- Task description -
Find each line of the material below in which the word "BoFlags" occurs, and return it.

* * * *

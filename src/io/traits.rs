// ============================================================================
// src/io/traits.rs - Platform Capability Traits
// ============================================================================
//!
//! プラットフォーム層が提供する能力のトレイト
//!
//! マッピングコアはこれらを不透明な能力として扱い、自身では実装しない:
//! - IOMMU: PASIDの確保/解放、範囲のアタッチ/デタッチ
//! - ピン留め: ユーザー仮想ページ単位のピン/アンピン
//! - セグメント登録: デバイスから見えるセグメントテーブルのプログラム/解放
//! - 属性ツリー: 読み取り専用属性グループの公開

use crate::error::{PinError, RegistrationError};
use crate::io::iommu::{IommuError, Pasid};
use crate::io::sysfs::{DeviceAttribute, SysfsError};
use crate::mm::bo::{BoFlags, BoId};
use crate::mm::pin::{PinnedPage, UserRange};
use crate::mm::sg::ScatterGatherTable;
use x86_64::{PhysAddr, VirtAddr};

// ============================================================================
// IOMMU Capability
// ============================================================================

/// IOMMU 操作トレイト
pub trait IommuOps {
    /// ホストIOMMUが存在するか
    fn iommu_present(&self) -> bool;

    /// 物理アドレスによるデバイスアクセスを許可できるか
    ///
    /// 厳格な変換ドメインに置かれている場合はfalse。
    fn supports_passthrough(&self) -> bool {
        true
    }

    /// このデバイス用のPASIDを確保
    fn alloc_pasid(&self) -> Result<Pasid, IommuError>;

    /// PASIDを解放
    fn free_pasid(&self, pasid: Pasid);

    /// ユーザー範囲をPASIDのアドレス空間にアタッチし、IOVAを返す
    fn attach_range(
        &self,
        pasid: Pasid,
        range: &UserRange,
        flags: BoFlags,
    ) -> Result<u64, IommuError>;

    /// アタッチを解除
    fn detach_range(&self, pasid: Pasid, range: &UserRange) -> Result<(), IommuError>;
}

// ============================================================================
// Pinning Capability
// ============================================================================

/// ページピン留めトレイト
pub trait PinOps {
    /// 1ページをピン留めし、物理アドレスを返す
    fn pin_page(&self, addr: VirtAddr, write: bool) -> Result<PhysAddr, PinError>;

    /// ピン留めを解放（未ピンのハンドルに対しては何もしない）
    fn unpin_page(&self, page: PinnedPage);
}

// ============================================================================
// Device Segment Programming
// ============================================================================

/// デバイス側セグメントテーブル登録トレイト
pub trait SegmentProgrammer {
    /// BOのセグメントテーブルをデバイスにプログラム
    fn program_segments(
        &self,
        bo: BoId,
        table: &ScatterGatherTable,
    ) -> Result<(), RegistrationError>;

    /// BOの登録を解除
    fn release_segments(&self, bo: BoId);
}

// ============================================================================
// Attribute Tree
// ============================================================================

/// ホストの属性ツリー（観測メカニズム）
pub trait AttributeTree {
    /// 属性グループを作成
    fn create_group(&self, group: &str, attrs: &[DeviceAttribute]) -> Result<(), SysfsError>;

    /// 属性グループを削除
    fn remove_group(&self, group: &str);
}

/// デバイスハンドル: 全能力の組
pub trait DevicePlatform: IommuOps + PinOps + SegmentProgrammer + AttributeTree {}

impl<T> DevicePlatform for T where T: IommuOps + PinOps + SegmentProgrammer + AttributeTree {}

* * * *

- Response area -
use crate::mm::bo::{BoFlags, BoId};
        flags: BoFlags,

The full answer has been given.